» **Activity**: Reproduce only the stretch of entries below that begins at the first line and ends at the line holding "f.write_str(&self.name)".

» **Extracted entries**:
::::::
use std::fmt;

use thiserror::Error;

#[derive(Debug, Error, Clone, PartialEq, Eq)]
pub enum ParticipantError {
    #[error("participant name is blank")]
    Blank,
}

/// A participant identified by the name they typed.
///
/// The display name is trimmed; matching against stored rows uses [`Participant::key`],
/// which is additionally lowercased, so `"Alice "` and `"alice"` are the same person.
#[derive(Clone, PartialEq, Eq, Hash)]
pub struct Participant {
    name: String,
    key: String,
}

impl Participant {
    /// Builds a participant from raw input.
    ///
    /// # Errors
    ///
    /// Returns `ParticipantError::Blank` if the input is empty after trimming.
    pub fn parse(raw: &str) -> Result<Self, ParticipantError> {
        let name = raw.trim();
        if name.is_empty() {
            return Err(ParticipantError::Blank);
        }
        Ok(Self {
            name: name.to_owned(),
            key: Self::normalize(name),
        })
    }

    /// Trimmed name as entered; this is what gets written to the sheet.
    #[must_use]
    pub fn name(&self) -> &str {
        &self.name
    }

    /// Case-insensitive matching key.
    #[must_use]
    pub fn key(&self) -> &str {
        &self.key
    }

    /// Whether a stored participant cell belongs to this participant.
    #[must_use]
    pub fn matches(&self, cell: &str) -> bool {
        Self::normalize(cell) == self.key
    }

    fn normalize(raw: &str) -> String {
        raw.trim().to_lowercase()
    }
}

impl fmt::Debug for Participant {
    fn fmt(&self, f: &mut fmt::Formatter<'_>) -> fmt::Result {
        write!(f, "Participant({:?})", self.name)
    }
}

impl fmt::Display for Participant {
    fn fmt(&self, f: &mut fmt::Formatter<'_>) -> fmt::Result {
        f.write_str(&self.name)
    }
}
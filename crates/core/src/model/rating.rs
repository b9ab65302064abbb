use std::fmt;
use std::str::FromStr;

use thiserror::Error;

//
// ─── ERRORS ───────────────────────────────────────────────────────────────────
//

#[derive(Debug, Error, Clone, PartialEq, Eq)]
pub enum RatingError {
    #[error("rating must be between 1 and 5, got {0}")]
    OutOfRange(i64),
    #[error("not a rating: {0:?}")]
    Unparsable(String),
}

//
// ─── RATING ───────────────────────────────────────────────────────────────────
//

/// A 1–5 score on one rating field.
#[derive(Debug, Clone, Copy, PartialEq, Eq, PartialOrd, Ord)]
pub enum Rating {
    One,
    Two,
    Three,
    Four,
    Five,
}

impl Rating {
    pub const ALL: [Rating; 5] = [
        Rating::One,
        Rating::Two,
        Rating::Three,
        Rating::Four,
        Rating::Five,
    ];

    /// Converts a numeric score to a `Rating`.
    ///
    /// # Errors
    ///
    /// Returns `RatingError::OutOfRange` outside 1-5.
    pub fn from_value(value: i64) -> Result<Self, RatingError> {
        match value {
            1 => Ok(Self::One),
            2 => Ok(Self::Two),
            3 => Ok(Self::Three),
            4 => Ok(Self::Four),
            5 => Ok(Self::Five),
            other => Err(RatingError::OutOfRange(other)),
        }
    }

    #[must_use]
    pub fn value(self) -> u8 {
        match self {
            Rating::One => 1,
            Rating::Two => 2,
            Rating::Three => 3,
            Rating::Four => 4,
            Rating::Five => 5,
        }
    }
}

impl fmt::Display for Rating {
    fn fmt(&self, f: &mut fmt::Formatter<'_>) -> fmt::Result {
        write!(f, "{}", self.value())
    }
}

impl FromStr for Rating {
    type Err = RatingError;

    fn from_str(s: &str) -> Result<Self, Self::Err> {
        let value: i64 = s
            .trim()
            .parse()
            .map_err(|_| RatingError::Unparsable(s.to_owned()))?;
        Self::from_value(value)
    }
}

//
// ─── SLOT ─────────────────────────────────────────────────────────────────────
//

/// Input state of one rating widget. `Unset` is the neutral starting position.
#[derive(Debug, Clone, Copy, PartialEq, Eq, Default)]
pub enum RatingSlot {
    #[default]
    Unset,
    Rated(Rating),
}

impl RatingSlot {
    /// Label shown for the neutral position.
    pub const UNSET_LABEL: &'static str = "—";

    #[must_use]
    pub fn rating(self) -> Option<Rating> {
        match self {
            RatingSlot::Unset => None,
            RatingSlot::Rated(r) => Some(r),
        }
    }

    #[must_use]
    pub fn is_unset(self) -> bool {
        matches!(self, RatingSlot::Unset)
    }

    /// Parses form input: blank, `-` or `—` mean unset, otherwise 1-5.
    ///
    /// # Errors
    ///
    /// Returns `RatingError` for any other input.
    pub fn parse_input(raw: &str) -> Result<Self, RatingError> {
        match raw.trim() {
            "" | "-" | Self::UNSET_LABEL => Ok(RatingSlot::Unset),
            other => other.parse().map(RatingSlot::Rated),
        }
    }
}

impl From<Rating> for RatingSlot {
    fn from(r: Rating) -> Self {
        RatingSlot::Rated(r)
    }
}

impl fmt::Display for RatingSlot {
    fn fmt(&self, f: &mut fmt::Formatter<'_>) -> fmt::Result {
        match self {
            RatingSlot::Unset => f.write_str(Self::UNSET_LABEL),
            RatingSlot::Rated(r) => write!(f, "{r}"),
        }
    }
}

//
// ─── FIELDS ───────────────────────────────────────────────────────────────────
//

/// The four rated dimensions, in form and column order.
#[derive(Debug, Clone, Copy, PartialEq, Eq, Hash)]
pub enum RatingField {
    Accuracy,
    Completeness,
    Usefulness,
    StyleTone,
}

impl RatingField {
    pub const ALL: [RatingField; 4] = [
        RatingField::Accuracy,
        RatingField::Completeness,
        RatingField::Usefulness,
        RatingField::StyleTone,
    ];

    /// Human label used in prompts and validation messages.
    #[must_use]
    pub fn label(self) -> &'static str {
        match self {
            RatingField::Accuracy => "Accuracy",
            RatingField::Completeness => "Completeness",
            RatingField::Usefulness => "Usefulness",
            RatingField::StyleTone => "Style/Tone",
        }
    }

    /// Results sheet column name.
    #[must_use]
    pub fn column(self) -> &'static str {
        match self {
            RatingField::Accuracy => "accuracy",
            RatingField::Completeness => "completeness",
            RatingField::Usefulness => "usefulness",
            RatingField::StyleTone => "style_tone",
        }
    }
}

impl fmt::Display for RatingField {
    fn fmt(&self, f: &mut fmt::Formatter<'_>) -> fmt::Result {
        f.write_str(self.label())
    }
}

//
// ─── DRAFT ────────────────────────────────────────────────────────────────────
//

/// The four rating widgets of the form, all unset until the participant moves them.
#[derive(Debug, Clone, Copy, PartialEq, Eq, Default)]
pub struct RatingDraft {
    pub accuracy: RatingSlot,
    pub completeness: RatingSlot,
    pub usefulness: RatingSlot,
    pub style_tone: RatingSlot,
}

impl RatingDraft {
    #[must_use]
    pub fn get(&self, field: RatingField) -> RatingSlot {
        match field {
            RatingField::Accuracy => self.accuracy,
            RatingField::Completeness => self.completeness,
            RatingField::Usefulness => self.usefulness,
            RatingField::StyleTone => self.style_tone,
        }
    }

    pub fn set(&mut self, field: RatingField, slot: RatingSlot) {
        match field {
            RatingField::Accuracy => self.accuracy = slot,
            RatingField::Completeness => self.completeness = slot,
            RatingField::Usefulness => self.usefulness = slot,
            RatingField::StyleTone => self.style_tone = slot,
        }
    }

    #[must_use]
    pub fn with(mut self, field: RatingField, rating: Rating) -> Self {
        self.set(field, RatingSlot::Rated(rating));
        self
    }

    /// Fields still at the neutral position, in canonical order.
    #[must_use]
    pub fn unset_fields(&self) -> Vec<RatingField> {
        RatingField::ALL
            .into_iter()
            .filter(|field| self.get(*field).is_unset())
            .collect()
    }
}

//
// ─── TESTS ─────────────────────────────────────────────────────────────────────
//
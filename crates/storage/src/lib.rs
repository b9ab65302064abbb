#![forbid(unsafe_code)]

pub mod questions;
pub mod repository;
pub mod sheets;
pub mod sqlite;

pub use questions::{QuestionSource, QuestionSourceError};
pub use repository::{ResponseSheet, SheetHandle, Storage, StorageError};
::::::
» **Response to the exercise**:
use std::fmt;

use thiserror::Error;

#[derive(Debug, Error, Clone, PartialEq, Eq)]
pub enum ParticipantError {
    #[error("participant name is blank")]
    Blank,
}

/// A participant identified by the name they typed.
///
/// The display name is trimmed; matching against stored rows uses [`Participant::key`],
/// which is additionally lowercased, so `"Alice "` and `"alice"` are the same person.
#[derive(Clone, PartialEq, Eq, Hash)]
pub struct Participant {
    name: String,
    key: String,
}

impl Participant {
    /// Builds a participant from raw input.
    ///
    /// # Errors
    ///
    /// Returns `ParticipantError::Blank` if the input is empty after trimming.
    pub fn parse(raw: &str) -> Result<Self, ParticipantError> {
        let name = raw.trim();
        if name.is_empty() {
            return Err(ParticipantError::Blank);
        }
        Ok(Self {
            name: name.to_owned(),
            key: Self::normalize(name),
        })
    }

    /// Trimmed name as entered; this is what gets written to the sheet.
    #[must_use]
    pub fn name(&self) -> &str {
        &self.name
    }

    /// Case-insensitive matching key.
    #[must_use]
    pub fn key(&self) -> &str {
        &self.key
    }

    /// Whether a stored participant cell belongs to this participant.
    #[must_use]
    pub fn matches(&self, cell: &str) -> bool {
        Self::normalize(cell) == self.key
    }

    fn normalize(raw: &str) -> String {
        raw.trim().to_lowercase()
    }
}

impl fmt::Debug for Participant {
    fn fmt(&self, f: &mut fmt::Formatter<'_>) -> fmt::Result {
        write!(f, "Participant({:?})", self.name)
    }
}

impl fmt::Display for Participant {
    fn fmt(&self, f: &mut fmt::Formatter<'_>) -> fmt::Result {
        f.write_str(&self.name)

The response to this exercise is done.